_Exercise description_
Every line holding "IdentityKey" should be copied from the records below.

Saved entries
-=-=-
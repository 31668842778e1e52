//! Player identities and chat messages, both self-signed.

use chrono::{DateTime, TimeZone, Utc};
use serde::{Deserialize, Serialize};

use crate::crypto::encoding::hex_bytes;
use crate::signing::{self, IdentityKey, Signable, SignError, TranscriptBuilder};

/// A peer's asserted identity: ed25519 public key, display name, and the
/// host-issued join nonce, self-signed over all three.
#[derive(Clone, Debug, Serialize, Deserialize, PartialEq, Eq)]
pub struct PlayerIdentity {
    #[serde(with = "hex_bytes")]
    pub id: Vec<u8>,
    pub name: String,
    #[serde(with = "hex_bytes")]
    pub random_nonce: Vec<u8>,
    #[serde(with = "hex_bytes")]
    pub sig: Vec<u8>,
}

/// The signed view of an identity: everything but `sig`.
struct IdentitySeal<'a> {
    id: &'a [u8],
    name: &'a str,
    random_nonce: &'a [u8],
}

impl Signable for IdentitySeal<'_> {
    fn domain_kind(&self) -> &'static str {
        "player_identity"
    }

    fn write_transcript(&self, builder: &mut TranscriptBuilder) {
        builder.append_bytes(self.id);
        builder.append_str(self.name);
        builder.append_bytes(self.random_nonce);
    }
}

impl PlayerIdentity {
    pub fn sign(key: &IdentityKey, name: String, random_nonce: Vec<u8>) -> PlayerIdentity {
        let id = key.public_bytes();
        let sig = key.sign(&IdentitySeal {
            id: &id,
            name: &name,
            random_nonce: &random_nonce,
        });
        PlayerIdentity {
            id,
            name,
            random_nonce,
            sig,
        }
    }

    pub fn verify(&self) -> Result<(), SignError> {
        signing::verify(
            &self.id,
            &IdentitySeal {
                id: &self.id,
                name: &self.name,
                random_nonce: &self.random_nonce,
            },
            &self.sig,
        )
    }

    /// Verify a detached signature made by this player.
    pub fn verify_signature(&self, value: &impl Signable, sig: &[u8]) -> Result<(), SignError> {
        signing::verify(&self.id, value, sig)
    }
}

/// A chat line. `host_utc_ms` is stamped by the host after signature
/// verification, so it is excluded from the signed view (zero inbound).
#[derive(Clone, Debug, Serialize, Deserialize, PartialEq, Eq)]
pub struct ChatMessage {
    #[serde(with = "hex_bytes")]
    pub player_id: Vec<u8>,
    pub player_name: String,
    pub counter: u64,
    pub contents: String,
    pub host_utc_ms: i64,
    #[serde(with = "hex_bytes")]
    pub sig: Vec<u8>,
}

struct ChatSeal<'a> {
    player_id: &'a [u8],
    player_name: &'a str,
    counter: u64,
    contents: &'a str,
}

impl Signable for ChatSeal<'_> {
    fn domain_kind(&self) -> &'static str {
        "chat_message"
    }

    fn write_transcript(&self, builder: &mut TranscriptBuilder) {
        builder.append_bytes(self.player_id);
        builder.append_str(self.player_name);
        builder.append_u64(self.counter);
        builder.append_str(self.contents);
    }
}

impl ChatMessage {
    pub fn sign(key: &IdentityKey, player_name: String, counter: u64, contents: String) -> Self {
        let player_id = key.public_bytes();
        let sig = key.sign(&ChatSeal {
            player_id: &player_id,
            player_name: &player_name,
            counter,
            contents: &contents,
        });
        ChatMessage {
            player_id,
            player_name,
            counter,
            contents,
            host_utc_ms: 0,
            sig,
        }
    }

    pub fn verify(&self) -> Result<(), SignError> {
        signing::verify(
            &self.player_id,
            &ChatSeal {
                player_id: &self.player_id,
                player_name: &self.player_name,
                counter: self.counter,
                contents: &self.contents,
            },
            &self.sig,
        )
    }

    pub fn host_time(&self) -> Option<DateTime<Utc>> {
        Utc.timestamp_millis_opt(self.host_utc_ms).single()
    }
}
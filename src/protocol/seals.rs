//! Canonical transcripts for the phase-chaining signatures.
//!
//! Each phase of a game is sealed by every player signing the same
//! transcript; the next phase carries those signatures so peers can refuse
//! to advance past a phase any roster member never endorsed.

use uuid::Uuid;

use crate::crypto::BigNum;
use crate::protocol::identity::PlayerIdentity;
use crate::protocol::requests::{PlayerHandReveal, SignatureBlob};
use crate::signing::{self, Signable, SignError, TranscriptBuilder};

pub struct GameStartSeal<'a> {
    pub game_id: Uuid,
    pub players: &'a [PlayerIdentity],
}

impl Signable for GameStartSeal<'_> {
    fn domain_kind(&self) -> &'static str {
        "game_start"
    }

    fn write_transcript(&self, builder: &mut TranscriptBuilder) {
        builder.append_bytes(self.game_id.as_bytes());
        builder.append_u32(self.players.len() as u32);
        for player in self.players {
            builder.append_bytes(&player.id);
            builder.append_str(&player.name);
            builder.append_bytes(&player.random_nonce);
        }
    }
}

pub struct HandStartSeal<'a> {
    pub game_id: Uuid,
    pub hand_id: Uuid,
    pub dealer_index: u32,
    pub shared_prime: &'a BigNum,
}

impl Signable for HandStartSeal<'_> {
    fn domain_kind(&self) -> &'static str {
        "hand_start"
    }

    fn write_transcript(&self, builder: &mut TranscriptBuilder) {
        builder.append_bytes(self.game_id.as_bytes());
        builder.append_bytes(self.hand_id.as_bytes());
        builder.append_u32(self.dealer_index);
        builder.append_bytes(&self.shared_prime.to_bytes_be());
    }
}

pub struct HandEndSeal<'a> {
    pub hand_id: Uuid,
    pub winner_index: u32,
    pub winner_score: u32,
    pub player_infos: &'a [PlayerHandReveal],
}

impl Signable for HandEndSeal<'_> {
    fn domain_kind(&self) -> &'static str {
        "hand_end"
    }

    fn write_transcript(&self, builder: &mut TranscriptBuilder) {
        builder.append_bytes(self.hand_id.as_bytes());
        builder.append_u32(self.winner_index);
        builder.append_u32(self.winner_score);
        builder.append_u32(self.player_infos.len() as u32);
        for info in self.player_infos {
            builder.append_u32(info.encrypted_cards.len() as u32);
            for ct in &info.encrypted_cards {
                builder.append_bytes(&ct.to_bytes_be());
            }
            builder.append_u32(info.cards.len() as u32);
            for card in &info.cards {
                builder.append_u8(card.id());
            }
            builder.append_u32(info.decryption_keys.len() as u32);
            for entry in &info.decryption_keys {
                builder.append_bytes(&entry.encrypted_card.to_bytes_be());
                builder.append_bytes(&entry.decryption_key.to_bytes_be());
            }
        }
    }
}

pub struct GameEndSeal<'a> {
    pub game_id: Uuid,
    pub player_scores: &'a [u32],
}

impl Signable for GameEndSeal<'_> {
    fn domain_kind(&self) -> &'static str {
        "game_end"
    }

    fn write_transcript(&self, builder: &mut TranscriptBuilder) {
        builder.append_bytes(self.game_id.as_bytes());
        builder.append_u32(self.player_scores.len() as u32);
        for score in self.player_scores {
            builder.append_u32(*score);
        }
    }
}

/// Verify one signature per roster member over `transcript_bytes`.
/// Returns the index of the first offender on failure.
pub fn verify_roster_signatures(
    roster: &[PlayerIdentity],
    transcript_bytes: &[u8],
    sigs: &[SignatureBlob],
) -> Result<(), (usize, SignError)> {
    if sigs.len() != roster.len() {
        // A short vector cannot name an offender; blame the host's framing
        // by reporting index 0 length mismatch upstream via BadSignatureLength.
        return Err((0, SignError::BadSignatureLength(sigs.len())));
    }
    for (index, (player, sig)) in roster.iter().zip(sigs).enumerate() {
        signing::verify_bytes(&player.id, transcript_bytes, &sig.0).map_err(|e| (index, e))?;
    }
    Ok(())
}

#[cfg(test)]
mod tests {
    use super::*;
    use crate::signing::IdentityKey;

    fn roster(keys: &[IdentityKey]) -> Vec<PlayerIdentity> {
        keys.iter()
            .enumerate()
            .map(|(i, k)| PlayerIdentity::sign(k, format!("p{i}"), vec![i as u8; 10]))
            .collect()
    }

    #[test]
    fn roster_signatures_verify_in_order() {
        let keys: Vec<IdentityKey> = (0..3).map(|_| IdentityKey::generate()).collect();
        let players = roster(&keys);
        let seal = GameStartSeal {
            game_id: Uuid::new_v4(),
            players: &players,
        };
        let bytes = seal.to_signing_bytes();
        let sigs: Vec<SignatureBlob> = keys
            .iter()
            .map(|k| SignatureBlob(k.sign(&seal)))
            .collect();
        verify_roster_signatures(&players, &bytes, &sigs).unwrap();
    }

    #[test]
    fn offender_index_is_reported() {
        let keys: Vec<IdentityKey> = (0..3).map(|_| IdentityKey::generate()).collect();
        let players = roster(&keys);
        let seal = GameStartSeal {
            game_id: Uuid::new_v4(),
            players: &players,
        };
        let bytes = seal.to_signing_bytes();
        let mut sigs: Vec<SignatureBlob> = keys
            .iter()
            .map(|k| SignatureBlob(k.sign(&seal)))
            .collect();
        // Player 1 swaps in a signature over something else.
        sigs[1] = SignatureBlob(keys[1].sign(&GameEndSeal {
            game_id: Uuid::new_v4(),
            player_scores: &[],
        }));
        let err = verify_roster_signatures(&players, &bytes, &sigs).unwrap_err();
        assert_eq!(err.0, 1);
    }
}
-=-=-
_Problem solution_
use crate::signing::{self, IdentityKey, Signable, SignError, TranscriptBuilder};
    pub fn sign(key: &IdentityKey, name: String, random_nonce: Vec<u8>) -> PlayerIdentity {
    pub fn sign(key: &IdentityKey, player_name: String, counter: u64, contents: String) -> Self {
    use crate::signing::IdentityKey;
    fn roster(keys: &[IdentityKey]) -> Vec<PlayerIdentity> {
        let keys: Vec<IdentityKey> = (0..3).map(|_| IdentityKey::generate()).collect();
        let keys: Vec<IdentityKey> = (0..3).map(|_| IdentityKey::generate()).collect();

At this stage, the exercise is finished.